-
Notifications
You must be signed in to change notification settings - Fork 1
Description
Hello authors of ReflectiVA, thank you for the excellent open-source project!
After reviewing the code and paper, I am a bit confused about the re-rank part.
It seems to me that the released code of evaluation are just following the orginal ReflectiVA pipeline, where all the sections from the initial retrieved top-k entries assigned [REL] token will be used as extra input to answer the KB-VQA questions..
For the re-rank experiments, I believe that the reranker model is from the EchoSight project as indicated in the paper. However, I am not sure how you re-ranked the sections.

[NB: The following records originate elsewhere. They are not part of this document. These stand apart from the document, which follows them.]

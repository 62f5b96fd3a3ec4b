use askama::Template;
use axum::http::{header, StatusCode};
use axum::response::{IntoResponse, Response};

#[derive(Template)]
#[template(path = "pages/index.html")]
pub struct IndexTemplate;

/// Wrapper to render askama templates as axum responses
pub struct Html<T: Template>(pub T);

impl<T: Template> IntoResponse for Html<T> {
    fn into_response(self) -> Response {
        match self.0.render() {
            Ok(body) => (
                StatusCode::OK,
                [(header::CONTENT_TYPE, "text/html; charset=utf-8")],
                body,
            )
                .into_response(),
            Err(e) => {
                tracing::error!("Template render error: {}", e);
                (StatusCode::INTERNAL_SERVER_ERROR, "Template error").into_response()
            }
        }
    }
}

/// GET /: registration page
pub async fn index() -> Html<IndexTemplate> {
    Html(IndexTemplate)
}
pub mod models;
pub mod posts;
pub mod users;

use r2d2::Pool;
use r2d2_sqlite::SqliteConnectionManager;
use rusqlite::params;
use std::path::Path;
use thiserror::Error;

use crate::state::DbPool;

pub use posts::PostStore;
pub use users::UserDirectory;

pub const MIGRATIONS: &[(&str, &str)] = &[
    (
        "001_initial",
        include_str!("../../migrations/001_initial.sql"),
    ),
    (
        "002_post_likes",
        include_str!("../../migrations/002_post_likes.sql"),
    ),
];

#[derive(Debug, Error)]
pub enum StoreError {
    #[error("Database error: {0}")]
    Pool(#[from] r2d2::Error),

    #[error("SQL error: {0}")]
    Sql(#[from] rusqlite::Error),

    #[error("Not found: {0}")]
    NotFound(&'static str),

    #[error("User already registered")]
    AlreadyRegistered,
}

pub fn create_pool(db_path: &Path) -> anyhow::Result<DbPool> {
    // Ensure parent directory exists
    if let Some(parent) = db_path.parent() {
        std::fs::create_dir_all(parent)?;
    }

    let manager = SqliteConnectionManager::file(db_path).with_init(|conn| {
        conn.execute_batch(
            "
            PRAGMA foreign_keys = ON;
            PRAGMA busy_timeout = 5000;
            ",
        )
    });
    let pool = Pool::builder().max_size(8).build(manager)?;

    let conn = pool.get()?;
    conn.execute_batch(
        "
        PRAGMA journal_mode = WAL;
        PRAGMA synchronous = NORMAL;
        ",
    )?;

    Ok(pool)
}

pub fn run_migrations(pool: &DbPool) -> anyhow::Result<()> {
    let conn = pool.get()?;

    // Create migrations tracking table
    conn.execute_batch(
        "CREATE TABLE IF NOT EXISTS schema_version (
            name TEXT PRIMARY KEY,
            applied_at TEXT NOT NULL DEFAULT (datetime('now'))
        );",
    )?;

    for (name, sql) in MIGRATIONS {
        let already_applied: bool = conn.query_row(
            "SELECT COUNT(*) > 0 FROM schema_version WHERE name = ?1",
            params![name],
            |row| row.get(0),
        )?;

        if !already_applied {
            tracing::info!("Applying migration: {}", name);
            conn.execute_batch(sql)?;
            conn.execute(
                "INSERT INTO schema_version (name) VALUES (?1)",
                params![name],
            )?;
        }
    }

    tracing::info!("Database migrations complete");
    Ok(())
}

/// True when the error is a UNIQUE/FOREIGN KEY/NOT NULL violation.
pub(crate) fn is_constraint_violation(err: &rusqlite::Error) -> bool {
    matches!(
        err,
        rusqlite::Error::SqliteFailure(e, _) if e.code == rusqlite::ErrorCode::ConstraintViolation
    )
}
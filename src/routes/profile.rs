use askama::Template;
use axum::extract::{Multipart, State};
use axum::response::{IntoResponse, Redirect, Response};
use axum::routing::{get, post};
use axum::Router;

use crate::error::{AppError, AppResult};
use crate::extractors::CurrentUser;
use crate::routes::home::Html;
use crate::routes::posts::{may_edit, PostView};
use crate::state::AppState;
use crate::uploads;

#[derive(Template)]
#[template(path = "pages/profile.html")]
pub struct ProfileTemplate {
    pub username: String,
    pub name: String,
    pub avatar_url: String,
    pub posts: Vec<PostView>,
    pub feed: Vec<PostView>,
}

#[derive(Template)]
#[template(path = "pages/upload.html")]
pub struct UploadTemplate;

/// Routes that require a session; the caller layers the gate on top.
pub fn router() -> Router<AppState> {
    Router::new()
        .route("/profile", get(profile))
        .route("/upload", post(upload))
}

/// GET /profile: the caller's details, their posts, and everyone else's
async fn profile(State(state): State<AppState>, user: CurrentUser) -> AppResult<Response> {
    let account = state.users.find_by_id(&user.id)?.ok_or(AppError::NotFound)?;

    let posts = state
        .posts
        .list_by_owner(&account.id)?
        .into_iter()
        .map(|post| PostView::new(post, account.username.clone(), &account.id, true))
        .collect();

    let feed = state
        .posts
        .list_others(&account.id)?
        .into_iter()
        .map(|entry| {
            let can_edit = may_edit(&state, &entry.post, &account.id);
            PostView::new(entry.post, entry.author, &account.id, can_edit)
        })
        .collect();

    Ok(Html(ProfileTemplate {
        avatar_url: account.avatar_url(),
        username: account.username,
        name: account.name,
        posts,
        feed,
    })
    .into_response())
}

/// GET /profile/upload
pub async fn upload_page() -> Html<UploadTemplate> {
    Html(UploadTemplate)
}

/// POST /upload: store the `image` field and make it the profile picture
async fn upload(
    State(state): State<AppState>,
    user: CurrentUser,
    mut multipart: Multipart,
) -> AppResult<Response> {
    while let Some(field) = multipart
        .next_field()
        .await
        .map_err(|e| AppError::BadRequest(format!("Invalid upload: {}", e)))?
    {
        if field.name() != Some("image") {
            continue;
        }

        let original_name = field.file_name().unwrap_or_default().to_string();
        if uploads::image_extension(&original_name).is_none() {
            return Err(AppError::BadRequest("Only image files can be uploaded".into()));
        }

        let data = field
            .bytes()
            .await
            .map_err(|e| AppError::BadRequest(format!("Invalid upload: {}", e)))?;

        let filename = uploads::store(&state.config.uploads_path(), &original_name, &data)
            .await
            .map_err(|e| AppError::Internal(format!("Failed to store upload: {}", e)))?;

        state.users.set_profile_pic(&user.id, &filename)?;
        tracing::info!("User {} uploaded profile picture {}", user.id, filename);

        return Ok(Redirect::to("/profile").into_response());
    }

    Err(AppError::BadRequest("Missing image field".into()))
}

The score in the native EchoSight pipeline is a weighted sum consisting of two parts, a). initial retrieval similarity score(cosine similarity score of the query image and the image feature of entried in KB calculated via EVA-CLIP-8B) + b). section score assessed by the trained multi-modal reranker. In orginal settings, the weights are 1:1 . I would appreciate it if you could ellaborate more details here. I think you are only using the part b). section score as in your released code rag_evaluation/encyclopedic/release_retrieval.py there is no information to the initial retrieval similarity score?(In your implemenation only E-VQA use image-to-image retrieval).
I would appreciate it if you could help to answer this question or release the code for the ablation study.